**Provided records**
────────────────────
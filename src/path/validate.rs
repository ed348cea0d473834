//! Validation of untrusted relative paths against a root directory.
//!
//! [`validate_artifact_path`] is the single entry point through which any
//! caller-supplied relative path must pass before being joined into a
//! filesystem path. It rejects absolute inputs, `..` traversal, lexical
//! escapes, and symlinked or non-directory ancestors.
//!
//! # Residual race
//!
//! Validation is check-time, not use-time. Between a successful validation
//! and the eventual open, an attacker with write access under the root
//! could still substitute a symlink. Callers must therefore open the final
//! file through [`crate::fs::nofollow`] — or use
//! [`open_no_follow_in_root`](crate::fs::nofollow::open_no_follow_in_root),
//! which rechecks the realpath after opening.

use crate::error::{CofferError, Result};
use crate::path::containment::{is_path_contained_in, normalize_lexical};
use std::fs;
use std::path::{Component, Path, PathBuf};

/// Validate an untrusted relative path and resolve it under `root`.
///
/// Rejections, in order:
///
/// 1. Empty or absolute input → [`CofferError::PathTraversal`].
/// 2. Normalized form that is `..` or starts with a `..` segment →
///    [`CofferError::PathTraversal`]. A filename merely *containing* `..`
///    (`figure..png`, `..foo.png`) is not traversal and is accepted.
/// 3. Lexical escape of `root` → [`CofferError::PathEscapesRoot`].
/// 4. Any ancestor component below `root` (excluding the final leaf) that
///    is a symlink → [`CofferError::SymlinkRejected`], or that exists but
///    is not a directory → [`CofferError::NotADirectory`]. Components that
///    do not exist yet are fine; the leaf itself is not checked here (the
///    no-follow open covers it).
///
/// On success returns `root.join(normalized)`. The target itself does not
/// need to exist.
pub fn validate_artifact_path<P: AsRef<Path>>(relative: P, root: &Path) -> Result<PathBuf> {
    let relative = relative.as_ref();

    if relative.as_os_str().is_empty() || relative.is_absolute() {
        return Err(CofferError::PathTraversal {
            path: relative.to_path_buf(),
        });
    }

    let normalized = normalize_lexical(relative);

    // Leading ".." survives normalization of relative paths, so a single
    // front check covers both a bare ".." and "figures/../../etc/passwd".
    // A normalized-to-nothing input ("a/..") names the root itself, which
    // is not a valid artifact path either.
    match normalized.components().next() {
        None | Some(Component::ParentDir) => {
            return Err(CofferError::PathTraversal {
                path: relative.to_path_buf(),
            });
        }
        _ => {}
    }

    let candidate = root.join(&normalized);

    if !is_path_contained_in(&candidate, root) {
        return Err(CofferError::PathEscapesRoot {
            path: candidate,
            root: root.to_path_buf(),
        });
    }

    check_ancestors(&normalized, root)?;

    Ok(candidate)
}

/// Walk every ancestor of the leaf from `root` downward, lstat-ing each.
///
/// An intermediate symlink can redirect the whole subtree even when the
/// leaf itself does not exist yet, so each existing component must be a
/// real directory. The walk stops at the first missing component.
fn check_ancestors(normalized: &Path, root: &Path) -> Result<()> {
    let components: Vec<_> = normalized.components().collect();
    let Some((_leaf, ancestors)) = components.split_last() else {
        return Ok(());
    };

    let mut current = root.to_path_buf();
    for component in ancestors {
        current.push(component.as_os_str());

        match fs::symlink_metadata(&current) {
            Ok(metadata) => {
                if metadata.file_type().is_symlink() {
                    return Err(CofferError::SymlinkRejected { path: current });
                }
                if !metadata.is_dir() {
                    return Err(CofferError::NotADirectory { path: current });
                }
            }
            Err(e) if e.kind() == std::io::ErrorKind::NotFound => break,
            Err(e) => {
                return Err(CofferError::io(
                    format!("failed to lstat '{}'", current.display()),
                    e,
                ));
            }
        }
    }

    Ok(())
}

#[cfg(test)]
mod tests {
    use super::*;
    use tempfile::TempDir;

    #[test]
    fn rejects_empty_path() {
        let temp_dir = TempDir::new().unwrap();
        let result = validate_artifact_path("", temp_dir.path());
        assert!(matches!(result, Err(CofferError::PathTraversal { .. })));
    }

    #[test]
    fn rejects_absolute_path() {
        let temp_dir = TempDir::new().unwrap();
        let result = validate_artifact_path("/etc/passwd", temp_dir.path());
        assert!(matches!(result, Err(CofferError::PathTraversal { .. })));
    }

    #[test]
    fn rejects_bare_parent_dir() {
        let temp_dir = TempDir::new().unwrap();
        let result = validate_artifact_path("..", temp_dir.path());
        assert!(matches!(result, Err(CofferError::PathTraversal { .. })));
    }

    #[test]
    fn rejects_traversal_through_existing_subdir() {
        // "figures" really exists; the traversal must still be rejected,
        // and must be rejected lexically (nothing at /etc is consulted).
        let temp_dir = TempDir::new().unwrap();
        std::fs::create_dir(temp_dir.path().join("figures")).unwrap();

        let result = validate_artifact_path("figures/../../etc/passwd", temp_dir.path());
        assert!(matches!(result, Err(CofferError::PathTraversal { .. })));
    }

    #[test]
    fn rejects_path_that_normalizes_to_root() {
        let temp_dir = TempDir::new().unwrap();
        let result = validate_artifact_path("figures/..", temp_dir.path());
        assert!(matches!(result, Err(CofferError::PathTraversal { .. })));
    }

    #[test]
    fn accepts_filenames_containing_double_dots() {
        // ".." as a substring of a filename is not traversal.
        let temp_dir = TempDir::new().unwrap();

        for name in ["figure..png", "..foo.png", "archive..tar..gz"] {
            let result = validate_artifact_path(name, temp_dir.path()).unwrap();
            assert_eq!(result, temp_dir.path().join(name));
        }
    }

    #[test]
    fn returns_normalized_join_for_valid_paths() {
        let temp_dir = TempDir::new().unwrap();
        std::fs::create_dir(temp_dir.path().join("figures")).unwrap();

        let result = validate_artifact_path("figures/./plot.png", temp_dir.path()).unwrap();
        assert_eq!(result, temp_dir.path().join("figures").join("plot.png"));
    }

    #[test]
    fn accepts_paths_whose_ancestors_do_not_exist_yet() {
        let temp_dir = TempDir::new().unwrap();

        let result = validate_artifact_path("not/yet/created.txt", temp_dir.path()).unwrap();
        assert_eq!(
            result,
            temp_dir.path().join("not").join("yet").join("created.txt")
        );
    }

    #[test]
    fn internal_parent_dirs_that_stay_inside_are_accepted() {
        let temp_dir = TempDir::new().unwrap();
        let result = validate_artifact_path("a/b/../c.txt", temp_dir.path()).unwrap();
        assert_eq!(result, temp_dir.path().join("a").join("c.txt"));
    }

    #[cfg(unix)]
    #[test]
    fn rejects_symlinked_ancestor() {
        let temp_dir = TempDir::new().unwrap();
        let root = temp_dir.path().join("root");
        let outside = temp_dir.path().join("outside");
        std::fs::create_dir(&root).unwrap();
        std::fs::create_dir(&outside).unwrap();
        std::os::unix::fs::symlink(&outside, root.join("figures")).unwrap();

        let result = validate_artifact_path("figures/plot.png", &root);
        assert!(matches!(result, Err(CofferError::SymlinkRejected { .. })));
    }

    #[test]
    fn rejects_regular_file_ancestor() {
        let temp_dir = TempDir::new().unwrap();
        std::fs::write(temp_dir.path().join("notes"), b"flat file").unwrap();

        let result = validate_artifact_path("notes/inner.txt", temp_dir.path());
        assert!(matches!(result, Err(CofferError::NotADirectory { .. })));
    }

    #[test]
    fn leaf_symlink_is_not_checked_here() {
        // The leaf is the no-follow accessor's job; validation only walks
        // the ancestors.
        let temp_dir = TempDir::new().unwrap();
        let result = validate_artifact_path("leaf.txt", temp_dir.path()).unwrap();
        assert_eq!(result, temp_dir.path().join("leaf.txt"));
    }
}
────────────────────
**Task details**
From the entries above, write out only the lines starting at the line that holds "first missing component." and ending at the line that holds "#[cfg(test)]", keeping both and matching them exactly.

**Response box**
/// real directory. The walk stops at the first missing component.
fn check_ancestors(normalized: &Path, root: &Path) -> Result<()> {
    let components: Vec<_> = normalized.components().collect();
    let Some((_leaf, ancestors)) = components.split_last() else {
        return Ok(());
    };

    let mut current = root.to_path_buf();
    for component in ancestors {
        current.push(component.as_os_str());

        match fs::symlink_metadata(&current) {
            Ok(metadata) => {
                if metadata.file_type().is_symlink() {
                    return Err(CofferError::SymlinkRejected { path: current });
                }
                if !metadata.is_dir() {
                    return Err(CofferError::NotADirectory { path: current });
                }
            }
            Err(e) if e.kind() == std::io::ErrorKind::NotFound => break,
            Err(e) => {
                return Err(CofferError::io(
                    format!("failed to lstat '{}'", current.display()),
                    e,
                ));
            }
        }
    }

    Ok(())
}

#[cfg(test)]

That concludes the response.